IV Hetero-interpretation is, in the poetic imagery of the Gitanjali by Rabindranath Tagore, as if "a jeweller has come to the garden to test excellence of rose-flower by rubbing it against his touch-stone." In Sikhism, auto-interpretation of a religion alone is approved. The Sikh Scripture lays down that, "a sympathetic approach towards a religion is alone fruitful and satisfying, while an attitude of acrimony and faultfinding is frustrating and self-stultifying" (khoji upajai badi binasai). The Sikh Formularies sternly declare "a fault-finding approach towards other religions as anathema" (avar jagat panthan hain jete, kare ninda nahi kabahun tete. -Chaupa Singh). The fundamental dogma of Sikhism and its epiphany is that all the historical Manifestations of Sikh Gurus, the Ten Nanaks, constitute one identical Personality in continuous movement through ten corporealities, as God of Sikhism is a God of revelation who, on His own initiative presses towards revealing Himself. This dogma is the starting point of Sikhism and is fundamental to its understanding and practice. A dogma is a body of teachings necessary for salvation, rejection of which constitutes adamantine impediment to spiritual progress. It is in this sense that Guru Gobind Singh, Nanak the Tenth, proclaims that without accepting and understanding this dogma, "a Sikh never achieves spiritual fulfilment" (bin jane sidhi hath na aai). Bhai Gurdas (1 551-1639), an unimpeachable authority on Sikhism, clearly tells us that every historical manifestation of the Nanak is merely a change in corporeality without infringement of the identity of personality (Arjan kaia palat ke murat Hargobind svari). Mohsin Fani, a Zoroastrian contemporary of Nanak, the Sixth (1595-1649) on the basis of correspondence with the Guru, specifically mentions the Sikh dogma as fundamental to Sikhism (Dabistan-e-mazahib, (1645)). The dogma is reiterated in numerous texts of the Guru Granth (Ramdasi guru jag taran kau gur jot Arjan mahi dhari). V The newly developed Science of Religion and its critique categorises
all higher world-religions into the Mystic religions and the Prophetic
religions.

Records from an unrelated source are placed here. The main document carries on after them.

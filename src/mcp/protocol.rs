//! JSON-RPC 2.0 message types for MCP protocol.
//!
//! Every line on the wire is one of:
//!
//! - **Request**: has an `id`, expects a response
//! - **Notification**: no `id`, no response
//! - **Response** / **Error**: sent by the server only
//!
//! Request IDs are strings or integers, never `null`.

use serde::{Deserialize, Serialize};
use serde_json::Value;

/// The MCP protocol version this implementation supports.
pub const MCP_PROTOCOL_VERSION: &str = "2024-11-05";

/// Server name for capability negotiation.
pub const SERVER_NAME: &str = "kantan-cms-mcp";

/// The only accepted `jsonrpc` value.
pub const JSONRPC_VERSION: &str = "2.0";

/// A JSON-RPC 2.0 request ID.
#[derive(Debug, Clone, PartialEq, Eq, Serialize, Deserialize)]
#[serde(untagged)]
pub enum RequestId {
    /// Numeric request ID.
    Number(i64),
    /// String request ID.
    String(String),
}

impl std::fmt::Display for RequestId {
    fn fmt(&self, f: &mut std::fmt::Formatter<'_>) -> std::fmt::Result {
        match self {
            Self::Number(n) => write!(f, "{n}"),
            Self::String(s) => write!(f, "{s}"),
        }
    }
}

/// A JSON-RPC 2.0 request message.
#[derive(Debug, Clone, Deserialize)]
pub struct JsonRpcRequest {
    /// Must be "2.0".
    pub jsonrpc: String,

    /// Unique request identifier.
    pub id: RequestId,

    /// The method to invoke.
    pub method: String,

    /// Optional parameters for the method.
    #[serde(default)]
    pub params: Option<Value>,
}

impl JsonRpcRequest {
    /// Deserialises `params` into `T`.
    ///
    /// # Errors
    ///
    /// Returns an invalid params error if `params` is absent or has the
    /// wrong shape. `what` names the request in the message.
    pub fn parse_params<T>(&self, what: &str) -> Result<T, JsonRpcError>
    where
        T: for<'de> Deserialize<'de>,
    {
        let Some(params) = self.params.as_ref() else {
            return Err(JsonRpcError::invalid_params(
                self.id.clone(),
                format!("Missing {what} params"),
            ));
        };
        serde_json::from_value(params.clone()).map_err(|e| {
            JsonRpcError::invalid_params(self.id.clone(), format!("Invalid {what} params: {e}"))
        })
    }
}

/// A JSON-RPC 2.0 notification message (incoming).
#[derive(Debug, Clone, Deserialize)]
pub struct JsonRpcNotification {
    /// Must be "2.0".
    pub jsonrpc: String,

    /// The notification method.
    pub method: String,

    /// Optional parameters for the notification.
    #[serde(default)]
    pub params: Option<Value>,
}

/// A successful JSON-RPC 2.0 response.
#[derive(Debug, Clone, Serialize)]
pub struct JsonRpcResponse {
    /// Always "2.0".
    pub jsonrpc: &'static str,

    /// The request ID this response corresponds to.
    pub id: RequestId,

    /// The result of the method call.
    pub result: Value,
}

impl JsonRpcResponse {
    /// Creates a new success response.
    #[must_use]
    #[allow(clippy::missing_const_for_fn)] // Value is not const-compatible
    pub fn success(id: RequestId, result: Value) -> Self {
        Self {
            jsonrpc: JSONRPC_VERSION,
            id,
            result,
        }
    }
}

/// Standard JSON-RPC 2.0 error codes.
#[derive(Debug, Clone, Copy, PartialEq, Eq)]
pub enum ErrorCode {
    /// Invalid JSON was received by the server.
    ParseError,
    /// The JSON sent is not a valid Request object.
    InvalidRequest,
    /// The method does not exist or is not available.
    MethodNotFound,
    /// Invalid method parameters.
    InvalidParams,
    /// Internal JSON-RPC error.
    InternalError,
}

impl ErrorCode {
    /// Returns the numeric code for this error.
    #[must_use]
    pub const fn code(self) -> i32 {
        match self {
            Self::ParseError => -32700,
            Self::InvalidRequest => -32600,
            Self::MethodNotFound => -32601,
            Self::InvalidParams => -32602,
            Self::InternalError => -32603,
        }
    }

    /// Returns the default message for this error code.
    #[must_use]
    pub const fn default_message(self) -> &'static str {
        match self {
            Self::ParseError => "Parse error",
            Self::InvalidRequest => "Invalid Request",
            Self::MethodNotFound => "Method not found",
            Self::InvalidParams => "Invalid params",
            Self::InternalError => "Internal error",
        }
    }
}

/// A JSON-RPC 2.0 error object.
#[derive(Debug, Clone, Serialize)]
pub struct JsonRpcErrorData {
    /// The error code.
    pub code: i32,

    /// A short description of the error.
    pub message: String,
}

/// A JSON-RPC 2.0 error response.
#[derive(Debug, Clone, Serialize)]
pub struct JsonRpcError {
    /// Always "2.0".
    pub jsonrpc: &'static str,

    /// The request ID this error corresponds to (if known).
    #[serde(skip_serializing_if = "Option::is_none")]
    pub id: Option<RequestId>,

    /// The error details.
    pub error: JsonRpcErrorData,
}

impl JsonRpcError {
    /// Creates an error response with a custom message.
    #[must_use]
    pub fn new(id: Option<RequestId>, code: ErrorCode, message: impl Into<String>) -> Self {
        Self {
            jsonrpc: JSONRPC_VERSION,
            id,
            error: JsonRpcErrorData {
                code: code.code(),
                message: message.into(),
            },
        }
    }

    /// Creates an error response with the code's default message.
    #[must_use]
    pub fn from_code(id: Option<RequestId>, code: ErrorCode) -> Self {
        Self::new(id, code, code.default_message())
    }

    /// Creates a parse error response (ID cannot be determined).
    #[must_use]
    pub fn parse_error() -> Self {
        Self::from_code(None, ErrorCode::ParseError)
    }

    /// Creates an invalid request error response.
    #[must_use]
    pub fn invalid_request(id: Option<RequestId>) -> Self {
        Self::from_code(id, ErrorCode::InvalidRequest)
    }

    /// Creates a method not found error response.
    #[must_use]
    pub fn method_not_found(id: RequestId, method: &str) -> Self {
        Self::new(
            Some(id),
            ErrorCode::MethodNotFound,
            format!("Method not found: {method}"),
        )
    }

    /// Creates an invalid params error response.
    #[must_use]
    pub fn invalid_params(id: RequestId, message: impl Into<String>) -> Self {
        Self::new(Some(id), ErrorCode::InvalidParams, message)
    }

    /// Creates an internal error response.
    #[must_use]
    pub fn internal_error(id: RequestId, message: impl Into<String>) -> Self {
        Self::new(Some(id), ErrorCode::InternalError, message)
    }
}

/// An incoming message that could be either a request or notification.
#[derive(Debug, Clone)]
pub enum IncomingMessage {
    /// A request expecting a response.
    Request(JsonRpcRequest),
    /// A notification (no response expected).
    Notification(JsonRpcNotification),
}

impl IncomingMessage {
    /// Returns the method name of this message.
    #[must_use]
    pub fn method(&self) -> &str {
        match self {
            Self::Request(req) => &req.method,
            Self::Notification(notif) => &notif.method,
        }
    }

    /// Returns the request ID if this is a request.
    #[must_use]
    pub const fn id(&self) -> Option<&RequestId> {
        match self {
            Self::Request(req) => Some(&req.id),
            Self::Notification(_) => None,
        }
    }
}

/// Parses one line of input into an incoming message.
///
/// # Errors
///
/// - Parse error if the line is not a JSON object
/// - Invalid request if `jsonrpc` is missing or not "2.0", the `method` is
///   missing or empty, or the `id` is not a string or integer
pub fn parse_message(json: &str) -> Result<IncomingMessage, JsonRpcError> {
    let value: Value = serde_json::from_str(json).map_err(|_| JsonRpcError::parse_error())?;
    let obj = value.as_object().ok_or_else(JsonRpcError::parse_error)?;

    if obj.get("jsonrpc").and_then(Value::as_str) != Some(JSONRPC_VERSION) {
        return Err(JsonRpcError::invalid_request(None));
    }

    if obj.contains_key("id") {
        let request: JsonRpcRequest =
            serde_json::from_value(value).map_err(|_| JsonRpcError::invalid_request(None))?;
        if request.method.is_empty() {
            return Err(JsonRpcError::invalid_request(Some(request.id)));
        }
        Ok(IncomingMessage::Request(request))
    } else {
        let notification: JsonRpcNotification =
            serde_json::from_value(value).map_err(|_| JsonRpcError::invalid_request(None))?;
        Ok(IncomingMessage::Notification(notification))
    }
}
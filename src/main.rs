//! kantan-cms-mcp: MCP server for the Kantan CMS
//!
//! Reads `PROJECT_ID` and `CMS_API_KEY` from the environment and serves the
//! CMS tool surface over stdio.

use std::path::PathBuf;
use std::process::ExitCode;

use clap::Parser;
use tracing::{error, info, Level};
use tracing_subscriber::EnvFilter;

use kantan_cms_mcp::config::{self, CmsConfig, Credentials};
use kantan_cms_mcp::error::ConfigError;
use kantan_cms_mcp::mcp::server::McpServer;

/// MCP server for the Kantan CMS.
///
/// Exposes collections, records, schemas, documentation and the starter
/// project template as tools for AI assistants.
#[derive(Parser, Debug)]
#[command(name = "kantan-cms-mcp")]
#[command(author, version, about, long_about = None)]
struct Args {
    /// Path to configuration file
    #[arg(value_name = "CONFIG_FILE")]
    config: Option<PathBuf>,

    /// Override the CMS base URL from the configuration file
    #[arg(long, value_name = "URL")]
    base_url: Option<String>,

    /// Increase logging verbosity (-v for info, -vv for debug, -vvv for trace)
    #[arg(short, long, action = clap::ArgAction::Count)]
    verbose: u8,

    /// Decrease logging verbosity (only show errors)
    #[arg(short, long)]
    quiet: bool,
}

/// Determines the log level from CLI arguments.
#[allow(clippy::match_same_arms)] // Explicit "warn" arm for clarity
fn get_log_level(verbose: u8, quiet: bool, config_level: &str) -> Level {
    if quiet {
        return Level::ERROR;
    }

    match verbose {
        0 => match config_level.to_lowercase().as_str() {
            "trace" => Level::TRACE,
            "debug" => Level::DEBUG,
            "info" => Level::INFO,
            "warn" => Level::WARN,
            "error" => Level::ERROR,
            _ => Level::WARN, // Default to warn for unknown levels
        },
        1 => Level::INFO,
        2 => Level::DEBUG,
        _ => Level::TRACE,
    }
}

/// Initialises the tracing subscriber for logging.
fn init_tracing(level: Level) {
    let filter = EnvFilter::from_default_env().add_directive(level.into());

    tracing_subscriber::fmt()
        .with_env_filter(filter)
        .with_target(false)
        .with_writer(std::io::stderr)
        .init();
}

/// Text printed to stderr when credentials cannot be loaded.
fn startup_error_message(error: &ConfigError) -> String {
    if error.is_missing_env() {
        format!("Error: {error}\nMCP server startup aborted due to missing environment variables.")
    } else {
        format!("Error: {error}")
    }
}

/// Entry point for the kantan-cms-mcp server.
fn main() -> ExitCode {
    let args = Args::parse();

    // Load settings
    let mut settings = match config::load_config(args.config.as_deref()) {
        Ok(settings) => settings,
        Err(e) => {
            eprintln!("Configuration error: {e}");
            return ExitCode::FAILURE;
        }
    };
    if let Some(base_url) = args.base_url {
        settings.base_url = base_url;
        if let Err(e) = settings.validate() {
            eprintln!("Configuration error: {e}");
            return ExitCode::FAILURE;
        }
    }

    // Initialise logging
    let log_level = get_log_level(args.verbose, args.quiet, &settings.logging.level);
    init_tracing(log_level);

    // Credentials are required before anything talks to the CMS
    let credentials = match Credentials::from_env() {
        Ok(credentials) => credentials,
        Err(e) => {
            eprintln!("{}", startup_error_message(&e));
            return ExitCode::FAILURE;
        }
    };
    let cms_config = CmsConfig::from_settings(credentials, &settings);

    info!(
        version = env!("CARGO_PKG_VERSION"),
        base_url = %cms_config.base_url,
        project_id = %cms_config.credentials.project_id(),
        "Starting kantan-cms-mcp server"
    );

    let mut server = match McpServer::new(&cms_config) {
        Ok(server) => server,
        Err(e) => {
            error!(error = %e.to_chain_string(), "Failed to create server");
            return ExitCode::FAILURE;
        }
    };

    info!("MCP server ready, waiting for client connection...");

    let runtime = match tokio::runtime::Builder::new_current_thread()
        .enable_all()
        .build()
    {
        Ok(runtime) => runtime,
        Err(e) => {
            error!(error = %e, "Failed to create Tokio runtime");
            return ExitCode::FAILURE;
        }
    };

    match runtime.block_on(server.run()) {
        Ok(()) => {
            info!("Server shut down gracefully");
            ExitCode::SUCCESS
        }
        Err(e) => {
            error!(error = %e, "Server error");
            ExitCode::FAILURE
        }
    }
}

The basis of Mystic religions is anonymous experiences of individuals,
while the Prophetic religions arise out of a confrontation of an individual,
the Prophet, with God in the relationship of 'I and Thou', in the phraseology
made famous by Martin Buber (1878-1965). As an authority on the subject
explains it: The religions taking their birth in the Middle East, such as Judaism, Christianity and Islam are 'prophetic' religions while those arising in India, such as Hinduism, Buddhism, Jainism are mystic or speculative religions. Sikhism is the only 'prophetic' religion that ever arose in India and the question of its sectarian or subordinate character and status in relation to any Indian religion, therefore, simply cannot arise in any scientific judgement. This position is repeatedly asserted in the sacred texts of the Guru Granth itself. VI Thrusts into cosmos undertaken through the modern development of Space
Sciences by the U. S. A. and U. S. S. R. have contributed to elimination
of the geo-centric conception of the world which, until 1960's and early
1970's lay at the basis of naive religious thinking. These space programmes
have also contributed to preparing the way for new religious feelings
for the world, and for the life by recognition of the unique position
of man and his religion in human concerns. This feeling is adumbrated
in the holy Koran (51: 57) wherein the ultimate purpose of creation is
declared as worship of God. And this feeling is explicitly asserted in
the concluding sloka of the Japu wherein our earth is spoken of as the
focus of Dharma and the play of Good and Evil implicating ethical activity
as the central concern of man. The seminal figures of Analytical Philosophy are Gottlob Frege, Bertrand
Russell and Ludwig Wittsgentein who, the last named, used to describe
his philosophy, when your today's speaker was his student at Cambridge
during the thirties, as "the philosophy to end all philosophy."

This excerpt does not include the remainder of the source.